» What you will do: In the listing below, look for "return" and copy every line that has it.

+ + + +

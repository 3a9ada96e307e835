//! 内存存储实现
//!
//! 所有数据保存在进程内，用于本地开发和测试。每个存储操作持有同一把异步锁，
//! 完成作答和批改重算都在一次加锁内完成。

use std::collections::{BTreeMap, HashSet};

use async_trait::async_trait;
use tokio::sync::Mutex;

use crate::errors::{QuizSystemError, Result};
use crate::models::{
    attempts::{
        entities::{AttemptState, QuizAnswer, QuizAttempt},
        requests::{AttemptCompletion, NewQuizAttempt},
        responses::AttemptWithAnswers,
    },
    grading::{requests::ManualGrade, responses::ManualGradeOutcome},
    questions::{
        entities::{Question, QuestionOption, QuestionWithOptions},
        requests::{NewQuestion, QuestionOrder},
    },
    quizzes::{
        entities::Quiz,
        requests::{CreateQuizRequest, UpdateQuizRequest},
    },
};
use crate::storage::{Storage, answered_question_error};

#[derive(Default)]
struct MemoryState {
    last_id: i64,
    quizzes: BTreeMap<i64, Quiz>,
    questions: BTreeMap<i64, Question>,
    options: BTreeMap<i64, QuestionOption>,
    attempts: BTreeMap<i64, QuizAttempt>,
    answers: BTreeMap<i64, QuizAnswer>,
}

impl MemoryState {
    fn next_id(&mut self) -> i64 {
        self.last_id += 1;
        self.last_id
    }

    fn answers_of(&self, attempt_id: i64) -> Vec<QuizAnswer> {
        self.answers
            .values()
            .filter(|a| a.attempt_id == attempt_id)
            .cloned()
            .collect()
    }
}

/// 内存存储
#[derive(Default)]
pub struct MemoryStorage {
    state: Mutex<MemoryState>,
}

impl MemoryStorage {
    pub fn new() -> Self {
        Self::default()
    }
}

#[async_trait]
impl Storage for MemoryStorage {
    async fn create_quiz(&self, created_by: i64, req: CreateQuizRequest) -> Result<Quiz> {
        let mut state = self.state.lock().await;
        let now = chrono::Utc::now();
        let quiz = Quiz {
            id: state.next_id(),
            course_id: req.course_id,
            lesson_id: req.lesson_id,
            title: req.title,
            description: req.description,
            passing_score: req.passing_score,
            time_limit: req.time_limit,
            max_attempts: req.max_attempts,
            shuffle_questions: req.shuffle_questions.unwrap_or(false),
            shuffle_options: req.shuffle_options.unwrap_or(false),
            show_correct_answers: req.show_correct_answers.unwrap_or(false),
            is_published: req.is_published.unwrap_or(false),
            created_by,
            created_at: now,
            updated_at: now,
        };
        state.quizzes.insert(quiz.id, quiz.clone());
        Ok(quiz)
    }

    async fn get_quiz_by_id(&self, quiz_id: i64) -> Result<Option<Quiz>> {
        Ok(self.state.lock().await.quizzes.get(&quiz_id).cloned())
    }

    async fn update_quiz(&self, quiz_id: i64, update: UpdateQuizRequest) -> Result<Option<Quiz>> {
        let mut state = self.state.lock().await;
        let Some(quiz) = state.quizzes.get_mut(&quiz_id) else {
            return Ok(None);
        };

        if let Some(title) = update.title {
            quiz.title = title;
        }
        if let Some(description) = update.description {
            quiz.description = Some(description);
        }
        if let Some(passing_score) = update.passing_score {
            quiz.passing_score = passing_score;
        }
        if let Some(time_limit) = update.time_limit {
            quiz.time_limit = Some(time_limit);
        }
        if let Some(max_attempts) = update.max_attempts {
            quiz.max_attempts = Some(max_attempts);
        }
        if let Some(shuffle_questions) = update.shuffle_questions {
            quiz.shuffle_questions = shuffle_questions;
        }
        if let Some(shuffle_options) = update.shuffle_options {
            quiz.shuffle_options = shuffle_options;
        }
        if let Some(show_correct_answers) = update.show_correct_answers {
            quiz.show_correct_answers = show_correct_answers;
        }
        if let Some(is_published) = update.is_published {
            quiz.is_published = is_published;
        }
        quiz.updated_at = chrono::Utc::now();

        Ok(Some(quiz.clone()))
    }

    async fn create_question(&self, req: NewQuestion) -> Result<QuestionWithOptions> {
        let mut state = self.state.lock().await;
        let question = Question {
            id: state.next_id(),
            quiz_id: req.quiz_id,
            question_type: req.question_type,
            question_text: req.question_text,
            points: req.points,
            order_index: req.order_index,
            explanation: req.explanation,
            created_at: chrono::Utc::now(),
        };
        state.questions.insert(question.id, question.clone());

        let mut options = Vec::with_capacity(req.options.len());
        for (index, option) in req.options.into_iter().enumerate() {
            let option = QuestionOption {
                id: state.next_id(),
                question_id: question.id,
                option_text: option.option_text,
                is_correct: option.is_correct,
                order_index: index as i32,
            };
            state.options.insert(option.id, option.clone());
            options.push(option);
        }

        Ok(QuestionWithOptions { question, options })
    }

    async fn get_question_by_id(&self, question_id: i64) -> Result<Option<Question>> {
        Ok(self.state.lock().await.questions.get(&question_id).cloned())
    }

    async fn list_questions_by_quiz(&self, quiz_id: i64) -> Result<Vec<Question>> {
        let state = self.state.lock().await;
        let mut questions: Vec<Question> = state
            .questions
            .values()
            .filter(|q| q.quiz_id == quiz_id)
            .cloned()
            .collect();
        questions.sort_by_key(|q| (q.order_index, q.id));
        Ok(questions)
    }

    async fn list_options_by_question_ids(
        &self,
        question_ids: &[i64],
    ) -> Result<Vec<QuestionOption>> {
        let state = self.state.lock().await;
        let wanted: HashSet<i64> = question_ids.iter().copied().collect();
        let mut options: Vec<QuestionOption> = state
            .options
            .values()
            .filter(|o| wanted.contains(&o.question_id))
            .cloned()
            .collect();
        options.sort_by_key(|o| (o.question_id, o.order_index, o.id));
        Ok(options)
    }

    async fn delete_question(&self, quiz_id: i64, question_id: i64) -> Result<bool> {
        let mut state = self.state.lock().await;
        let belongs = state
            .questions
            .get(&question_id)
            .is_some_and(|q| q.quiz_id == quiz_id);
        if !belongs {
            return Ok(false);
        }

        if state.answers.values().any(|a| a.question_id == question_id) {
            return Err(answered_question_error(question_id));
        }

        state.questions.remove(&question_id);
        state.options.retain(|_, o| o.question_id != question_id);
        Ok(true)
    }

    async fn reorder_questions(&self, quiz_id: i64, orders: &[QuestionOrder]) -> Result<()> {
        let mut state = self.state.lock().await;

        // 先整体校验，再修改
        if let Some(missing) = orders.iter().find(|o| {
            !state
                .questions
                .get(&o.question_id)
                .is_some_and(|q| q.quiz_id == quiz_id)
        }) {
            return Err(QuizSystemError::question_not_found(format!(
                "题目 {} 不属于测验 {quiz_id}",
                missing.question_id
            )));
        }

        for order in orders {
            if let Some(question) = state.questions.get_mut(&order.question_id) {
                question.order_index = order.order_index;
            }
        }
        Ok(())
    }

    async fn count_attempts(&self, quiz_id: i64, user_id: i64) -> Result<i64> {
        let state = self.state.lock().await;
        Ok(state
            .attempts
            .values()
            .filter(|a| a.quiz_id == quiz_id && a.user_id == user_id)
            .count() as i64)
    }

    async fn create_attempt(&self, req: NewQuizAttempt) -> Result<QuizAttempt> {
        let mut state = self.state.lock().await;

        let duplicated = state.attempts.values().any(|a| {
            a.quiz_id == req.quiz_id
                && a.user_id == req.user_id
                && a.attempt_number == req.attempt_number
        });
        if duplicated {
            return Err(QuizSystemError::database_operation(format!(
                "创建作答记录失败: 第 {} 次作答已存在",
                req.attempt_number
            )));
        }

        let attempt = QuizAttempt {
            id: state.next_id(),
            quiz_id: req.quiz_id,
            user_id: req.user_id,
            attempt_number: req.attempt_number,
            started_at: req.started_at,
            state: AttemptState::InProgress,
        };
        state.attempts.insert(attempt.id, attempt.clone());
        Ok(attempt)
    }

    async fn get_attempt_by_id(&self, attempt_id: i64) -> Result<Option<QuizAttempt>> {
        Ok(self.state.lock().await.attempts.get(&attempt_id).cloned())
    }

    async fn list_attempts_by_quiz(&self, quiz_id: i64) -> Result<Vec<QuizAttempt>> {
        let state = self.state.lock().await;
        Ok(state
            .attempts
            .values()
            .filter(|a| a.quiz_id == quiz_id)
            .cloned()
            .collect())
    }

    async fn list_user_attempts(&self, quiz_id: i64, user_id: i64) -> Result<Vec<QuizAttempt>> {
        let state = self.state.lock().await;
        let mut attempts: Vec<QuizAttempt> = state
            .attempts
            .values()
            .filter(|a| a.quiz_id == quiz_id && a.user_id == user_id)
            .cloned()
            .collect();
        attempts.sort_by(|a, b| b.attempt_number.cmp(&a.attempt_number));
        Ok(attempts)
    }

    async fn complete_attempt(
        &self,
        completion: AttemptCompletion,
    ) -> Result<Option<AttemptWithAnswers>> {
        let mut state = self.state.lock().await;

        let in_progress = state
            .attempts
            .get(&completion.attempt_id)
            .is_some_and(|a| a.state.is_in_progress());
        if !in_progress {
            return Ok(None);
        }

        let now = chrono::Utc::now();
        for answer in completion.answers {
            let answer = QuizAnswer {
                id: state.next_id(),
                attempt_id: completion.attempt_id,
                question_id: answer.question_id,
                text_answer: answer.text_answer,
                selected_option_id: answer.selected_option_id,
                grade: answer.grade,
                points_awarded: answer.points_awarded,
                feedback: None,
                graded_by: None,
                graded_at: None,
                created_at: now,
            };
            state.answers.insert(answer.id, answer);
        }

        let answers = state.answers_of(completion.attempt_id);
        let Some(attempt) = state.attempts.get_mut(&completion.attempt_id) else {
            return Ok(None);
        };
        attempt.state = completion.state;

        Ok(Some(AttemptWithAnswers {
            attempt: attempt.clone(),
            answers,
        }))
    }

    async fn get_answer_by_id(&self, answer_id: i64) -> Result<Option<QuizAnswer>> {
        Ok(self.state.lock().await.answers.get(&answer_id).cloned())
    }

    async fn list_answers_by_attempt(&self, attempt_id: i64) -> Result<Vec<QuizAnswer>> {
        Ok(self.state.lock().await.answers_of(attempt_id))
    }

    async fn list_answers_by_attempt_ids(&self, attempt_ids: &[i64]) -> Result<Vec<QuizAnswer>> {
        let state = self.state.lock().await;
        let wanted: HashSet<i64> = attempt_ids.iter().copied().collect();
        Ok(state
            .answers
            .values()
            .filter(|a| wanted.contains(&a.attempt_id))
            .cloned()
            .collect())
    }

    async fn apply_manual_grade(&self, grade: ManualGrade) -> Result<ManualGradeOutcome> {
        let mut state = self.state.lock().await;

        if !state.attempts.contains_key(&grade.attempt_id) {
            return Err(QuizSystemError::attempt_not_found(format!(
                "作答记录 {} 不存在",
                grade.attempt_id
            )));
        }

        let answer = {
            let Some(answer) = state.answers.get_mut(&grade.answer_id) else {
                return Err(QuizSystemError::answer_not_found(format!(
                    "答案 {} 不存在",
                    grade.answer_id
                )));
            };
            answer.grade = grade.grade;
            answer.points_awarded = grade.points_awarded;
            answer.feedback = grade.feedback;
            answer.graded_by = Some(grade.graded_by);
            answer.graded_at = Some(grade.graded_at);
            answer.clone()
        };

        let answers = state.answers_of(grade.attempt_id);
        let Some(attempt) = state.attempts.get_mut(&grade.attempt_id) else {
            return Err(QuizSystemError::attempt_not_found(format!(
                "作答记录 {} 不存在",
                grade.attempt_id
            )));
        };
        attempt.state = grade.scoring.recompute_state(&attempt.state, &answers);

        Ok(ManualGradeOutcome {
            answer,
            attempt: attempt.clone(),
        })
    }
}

+ + + +

» Solution:
            return Ok(None);
            return Ok(false);
            return Err(answered_question_error(question_id));
            return Err(QuizSystemError::question_not_found(format!(
            return Err(QuizSystemError::database_operation(format!(
            return Ok(None);
            return Ok(None);
            return Err(QuizSystemError::attempt_not_found(format!(
                return Err(QuizSystemError::answer_not_found(format!(
            return Err(QuizSystemError::attempt_not_found(format!(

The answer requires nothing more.